Por la noche era más factible el consumo de alcohol, pero a esa hora la gente desayunaba, ¡no tomaba whisky!. Ya le había servido dos medidas cuando el sol, que castigaba tanto al riachuelo como a la fachada antigua del bar, subió y comenzó a entrar al salón del segundo piso a través de los ventanales de vitreaux. Se escuchaba un lejano tango desde el bodegón vecino.

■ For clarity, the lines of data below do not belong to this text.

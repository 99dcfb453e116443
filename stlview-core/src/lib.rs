/// STLView Core Library - Mesh ingestion, scene graph and trackball camera
///
/// This library provides the renderer-independent parts of the viewer:
/// background STL ingestion with cancellation, a scene graph of nodes that
/// own precompiled draw batches, and the trackball camera with its
/// orthographic fitting.

pub mod batch;
pub mod camera;
pub mod error;
pub mod export;
pub mod geometry;
pub mod ingest;
pub mod mesh;
pub mod projection;
pub mod scene;
pub mod source;
pub mod stl;
pub mod transform;

// Re-export commonly used types
pub use batch::{Color, DrawBatch, DrawCommand, GraphicsBackend, Primitive, RenderState};
pub use camera::{construct_rotation, trackball_rotation, TrackballCamera};
pub use error::{CameraError, Cancelled, IngestError, StreamError};
pub use geometry::{BoundingBox, Triangle, Vertex};
pub use ingest::{Ingested, IngestionJob, JobEvent, JobState};
pub use mesh::{MeshInfo, MeshSink, TriangleMesh};
pub use projection::{OrthoProjection, Viewport};
pub use scene::{NodeId, NodeKind, SceneNode};
pub use source::{MemorySource, TriangleSource};
pub use stl::{parse_stl, StlFormat, StlImporter};
pub use transform::Transform;
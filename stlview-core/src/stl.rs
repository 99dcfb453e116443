/// STL triangle stream producer for binary and ASCII files
use std::io::Read;

use nom::{
    bytes::complete::{tag, take},
    character::complete::{multispace0, multispace1, not_line_ending},
    number::complete::{float, le_f32, le_u32},
    sequence::preceded,
    IResult,
};

use crate::error::{Cancelled, Result, StreamError};
use crate::geometry::{Triangle, Vertex};
use crate::mesh::{MeshSink, TriangleMesh};
use crate::source::TriangleSource;

const HEADER_LEN: usize = 80;
const RECORD_LEN: usize = 50;

#[derive(Debug, Clone, Copy, PartialEq, Eq)]
pub enum StlFormat {
    Binary,
    Ascii,
}

#[derive(Debug)]
enum Payload {
    Binary(Vec<u8>),
    Ascii(String),
}

/// Streams the triangles of an STL file.
///
/// The whole file is read into memory up front so that the expected
/// triangle count and the solid name are known before streaming starts.
#[derive(Debug)]
pub struct StlImporter {
    payload: Payload,
    expected: usize,
    name: String,
}

impl StlImporter {
    pub fn from_reader<R: Read>(mut reader: R) -> Result<Self> {
        let mut data = Vec::new();
        reader.read_to_end(&mut data)?;
        Self::from_bytes(data)
    }

    pub fn from_bytes(mut data: Vec<u8>) -> Result<Self> {
        if looks_ascii(&data) {
            match String::from_utf8(data) {
                Ok(text) => {
                    let expected = text.matches("endfacet").count();
                    let name = ascii_header(&text)
                        .map(|(_, name)| name.trim().to_string())
                        .unwrap_or_default();
                    return Ok(Self {
                        payload: Payload::Ascii(text),
                        expected,
                        name,
                    });
                }
                Err(e) => data = e.into_bytes(),
            }
        }

        let count = binary_triangle_count(&data).ok_or(StreamError::TooSmall(data.len()))?;
        let name = binary_header_name(&data[..HEADER_LEN]);

        Ok(Self {
            payload: Payload::Binary(data),
            expected: count,
            name,
        })
    }

    pub fn format(&self) -> StlFormat {
        match self.payload {
            Payload::Binary(_) => StlFormat::Binary,
            Payload::Ascii(_) => StlFormat::Ascii,
        }
    }
}

impl TriangleSource for StlImporter {
    fn expected_triangle_count(&self) -> usize {
        self.expected
    }

    fn name(&self) -> &str {
        &self.name
    }

    fn stream(
        &mut self,
        emit: &mut dyn FnMut(Triangle) -> std::result::Result<(), Cancelled>,
    ) -> Result<()> {
        match &self.payload {
            Payload::Binary(data) => stream_binary(&data[HEADER_LEN + 4..], self.expected, emit),
            Payload::Ascii(text) => stream_ascii(text, emit),
        }
    }
}

/// `solid` prefix alone is not enough: many binary exporters write it into
/// the header too, so a binary file whose size matches its record count wins.
fn looks_ascii(data: &[u8]) -> bool {
    if !data.starts_with(b"solid") {
        return false;
    }
    let binary_len = binary_triangle_count(data)
        .and_then(|count| count.checked_mul(RECORD_LEN))
        .and_then(|n| n.checked_add(HEADER_LEN + 4));
    binary_len != Some(data.len())
}

fn binary_triangle_count(data: &[u8]) -> Option<usize> {
    let (_, count) = le_u32::<_, nom::error::Error<&[u8]>>(data.get(HEADER_LEN..)?).ok()?;
    Some(count as usize)
}

fn binary_header_name(header: &[u8]) -> String {
    let end = header.iter().position(|&b| b == 0).unwrap_or(header.len());
    let text = String::from_utf8_lossy(&header[..end]);
    let text = text.trim();
    text.strip_prefix("solid").unwrap_or(text).trim().to_string()
}

fn stream_binary(
    mut input: &[u8],
    expected: usize,
    emit: &mut dyn FnMut(Triangle) -> std::result::Result<(), Cancelled>,
) -> Result<()> {
    for found in 0..expected {
        let (rest, triangle) = binary_facet(input)
            .map_err(|_| StreamError::Truncated { expected, found })?;
        input = rest;
        emit(triangle)?;
    }
    Ok(())
}

fn binary_facet(input: &[u8]) -> IResult<&[u8], Triangle> {
    let (input, normal) = binary_vector3(input)?;
    let (input, a) = binary_vector3(input)?;
    let (input, b) = binary_vector3(input)?;
    let (input, c) = binary_vector3(input)?;
    // Attribute byte count
    let (input, _) = take(2usize)(input)?;

    let vertex = |p: (f32, f32, f32)| Vertex::new(p.0, p.1, p.2, normal.0, normal.1, normal.2);
    Ok((input, Triangle::new(vertex(a), vertex(b), vertex(c))))
}

fn binary_vector3(input: &[u8]) -> IResult<&[u8], (f32, f32, f32)> {
    let (input, x) = le_f32(input)?;
    let (input, y) = le_f32(input)?;
    let (input, z) = le_f32(input)?;
    Ok((input, (x, y, z)))
}

fn stream_ascii(
    text: &str,
    emit: &mut dyn FnMut(Triangle) -> std::result::Result<(), Cancelled>,
) -> Result<()> {
    let (mut input, _) =
        ascii_header(text).map_err(|_| parse_error(text, text, "missing 'solid' header"))?;

    loop {
        match parse_facet(input) {
            Ok((rest, triangle)) => {
                input = rest;
                emit(triangle)?;
            }
            // Failed past the `facet` keyword: point at the offending token
            Err(nom::Err::Error(err) | nom::Err::Failure(err))
                if err.input.len() < input.trim_start().len() =>
            {
                return Err(parse_error(text, err.input, "malformed facet"));
            }
            Err(_) => break,
        }
    }

    preceded(multispace0, tag::<_, _, nom::error::Error<&str>>("endsolid"))(input)
        .map_err(|_| parse_error(text, input, "expected 'facet' or 'endsolid'"))?;
    Ok(())
}

fn parse_error(text: &str, remaining: &str, message: &str) -> StreamError {
    let offset = text.len() - remaining.trim_start().len();
    StreamError::Parse {
        line: text[..offset].matches('\n').count() + 1,
        message: message.to_string(),
    }
}

fn ascii_header(input: &str) -> IResult<&str, &str> {
    let (input, _) = preceded(multispace0, tag("solid"))(input)?;
    not_line_ending(input)
}

fn parse_facet(input: &str) -> IResult<&str, Triangle> {
    let (input, _) = preceded(multispace0, tag("facet"))(input)?;
    let (input, _) = preceded(multispace1, tag("normal"))(input)?;
    let (input, normal) = parse_vector3(input)?;
    let (input, _) = preceded(multispace0, tag("outer"))(input)?;
    let (input, _) = preceded(multispace1, tag("loop"))(input)?;
    let (input, v1) = parse_vertex(input, normal)?;
    let (input, v2) = parse_vertex(input, normal)?;
    let (input, v3) = parse_vertex(input, normal)?;
    let (input, _) = preceded(multispace0, tag("endloop"))(input)?;
    let (input, _) = preceded(multispace0, tag("endfacet"))(input)?;

    Ok((input, Triangle::new(v1, v2, v3)))
}

fn parse_vertex(input: &str, normal: (f32, f32, f32)) -> IResult<&str, Vertex> {
    let (input, _) = preceded(multispace0, tag("vertex"))(input)?;
    let (input, (x, y, z)) = parse_vector3(input)?;
    Ok((input, Vertex::new(x, y, z, normal.0, normal.1, normal.2)))
}

fn parse_vector3(input: &str) -> IResult<&str, (f32, f32, f32)> {
    let (input, _) = multispace0(input)?;
    let (input, x) = float(input)?;
    let (input, _) = multispace1(input)?;
    let (input, y) = float(input)?;
    let (input, _) = multispace1(input)?;
    let (input, z) = float(input)?;
    Ok((input, (x, y, z)))
}

/// Read a whole STL file into a mesh on the calling thread
pub fn parse_stl(data: &[u8]) -> Result<TriangleMesh> {
    let mut importer = StlImporter::from_bytes(data.to_vec())?;
    let mut mesh = TriangleMesh::new();
    importer.stream(&mut |t| {
        mesh.add_triangle(&t);
        Ok(())
    })?;
    mesh.set_name(importer.name());
    Ok(mesh)
}
/// Example: Import an STL file in the background and print its statistics
///
/// Usage: cargo run --example load_stl -- path/to/file.stl
use std::env;
use std::fs::File;
use std::io::{self, BufReader, Write};
use std::time::Duration;
use stlview_core::{
    geometry::cube_triangles, IngestError, Ingested, IngestionJob, MemorySource, MeshInfo, StlImporter,
};

fn main() -> Result<(), Box<dyn std::error::Error>> {
    env_logger::init();
    let args: Vec<String> = env::args().collect();

    let job = if args.len() < 2 {
        eprintln!("Usage: {} <stl-file>", args[0]);
        eprintln!("\nNo STL file provided, using default cube...");
        IngestionJob::open(MemorySource::new("cube", cube_triangles(2.0)))?
    } else {
        println!("Loading STL file: {}", args[1]);
        let importer = StlImporter::from_reader(BufReader::new(File::open(&args[1])?))?;
        IngestionJob::open(importer)?
    };

    // Poll progress on a fixed cadence until the job finishes
    let mut stdout = io::stdout();
    while job.wait_event(Duration::from_millis(50)).is_none() {
        print!(
            "\r{:>5.1}% ({} of {} facets)",
            job.progress() * 100.0,
            job.facets_processed(),
            job.expected_facets()
        );
        stdout.flush()?;
    }
    println!();

    match job.finish() {
        Ok(Ingested::Completed(mesh)) => println!("{}", MeshInfo::of(&mesh)),
        Ok(Ingested::Cancelled(_)) => println!("Import cancelled"),
        Err(IngestError::Stream(err)) => eprintln!("Failed to parse STL: {err}"),
        Err(err) => return Err(err.into()),
    }
    Ok(())
}
use crate::error::{MemeError, MemeResult};
use crate::logw;
use std::io::Write;
use std::path::{Path, PathBuf};
use tempfile::TempPath;
use tokio::fs;

/// Where an image comes from before it is loaded.
#[derive(Debug, Clone)]
pub enum ImageSource {
    Path(PathBuf),
    Bytes { data: Vec<u8>, mime: Option<String> },
}

/// The single in-memory image representation used past the boundary.
#[derive(Debug, Clone, PartialEq, Eq)]
pub struct SeedImage {
    pub data: Vec<u8>,
    pub mime: String,
}

impl SeedImage {
    pub fn new(data: Vec<u8>, mime: impl Into<String>) -> Self {
        Self {
            data,
            mime: mime.into(),
        }
    }

    pub async fn load(path: &Path) -> MemeResult<Self> {
        let data = fs::read(path).await.map_err(|e| match e.kind() {
            std::io::ErrorKind::NotFound => MemeError::not_found("image", path),
            _ => MemeError::Io(e),
        })?;
        let mime = sniff_mime(&data)
            .map(str::to_string)
            .or_else(|| mime_from_extension(path))
            .unwrap_or_else(|| "image/png".to_string());
        Ok(Self::new(data, mime))
    }

    pub async fn save(&self, path: &Path) -> MemeResult<()> {
        if let Some(parent) = path.parent() {
            fs::create_dir_all(parent).await?;
        }
        fs::write(path, &self.data).await?;
        Ok(())
    }
}

impl ImageSource {
    pub async fn resolve(&self) -> MemeResult<SeedImage> {
        match self {
            ImageSource::Path(path) => SeedImage::load(path).await,
            ImageSource::Bytes { data, mime } => {
                let mime = mime
                    .clone()
                    .or_else(|| sniff_mime(data).map(str::to_string))
                    .unwrap_or_else(|| "image/png".to_string());
                Ok(SeedImage::new(data.clone(), mime))
            }
        }
    }
}

pub fn sniff_mime(data: &[u8]) -> Option<&'static str> {
    if data.starts_with(&[0x89, b'P', b'N', b'G', 0x0D, 0x0A, 0x1A, 0x0A]) {
        Some("image/png")
    } else if data.starts_with(&[0xFF, 0xD8, 0xFF]) {
        Some("image/jpeg")
    } else if data.len() >= 12 && &data[0..4] == b"RIFF" && &data[8..12] == b"WEBP" {
        Some("image/webp")
    } else if data.starts_with(b"GIF87a") || data.starts_with(b"GIF89a") {
        Some("image/gif")
    } else {
        None
    }
}

/// Image MIME type implied by the file extension, if any.
fn mime_from_extension(path: &Path) -> Option<String> {
    mime_guess::from_path(path)
        .first()
        .filter(|m| m.type_() == mime_guess::mime::IMAGE)
        .map(|m| m.essence_str().to_string())
}

/// A product image received from a caller and parked in a temp file for the
/// lifetime of one request. The file is removed on drop; `close` removes it
/// eagerly and reports failures.
#[derive(Debug)]
pub struct UploadedFile {
    path: TempPath,
}

impl UploadedFile {
    pub fn from_bytes(data: &[u8], suffix: &str) -> MemeResult<Self> {
        let mut file = tempfile::Builder::new()
            .prefix("memereel-upload-")
            .suffix(suffix)
            .tempfile()?;
        file.write_all(data)?;
        file.flush()?;
        Ok(Self {
            path: file.into_temp_path(),
        })
    }

    pub fn path(&self) -> &Path {
        &self.path
    }

    pub fn source(&self) -> ImageSource {
        ImageSource::Path(self.path.to_path_buf())
    }

    pub fn close(self) {
        let shown = self.path.display().to_string();
        if let Err(err) = self.path.close() {
            logw(format!("Failed to remove uploaded file {}: {}", shown, err));
        }
    }
}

El hombre estaba revisando sobres y leyendo papeles. Cuando pasé a su lado para preparar una de las mesas guardó todo: aparentemente eso era un secreto.

Seguí observándolo. Tomó un sobre más chico que los demás. Iba a guardarlo nuevamente y al final se detuvo, sosteniéndolo entre sus dedos, frotándolos suavemente como intentando adivinar al tacto el contenido. Levantó con ambas manos el sobrecito y lo giró hasta que el papel se hizo trasluz contra el sol de la mañana. Desde aquí, con una breve mirada, apenas pude apreciar que dentro del sobre una figura rectangular opacaba la claridad: tenía el tamaño de dos paquetitos de azúcar.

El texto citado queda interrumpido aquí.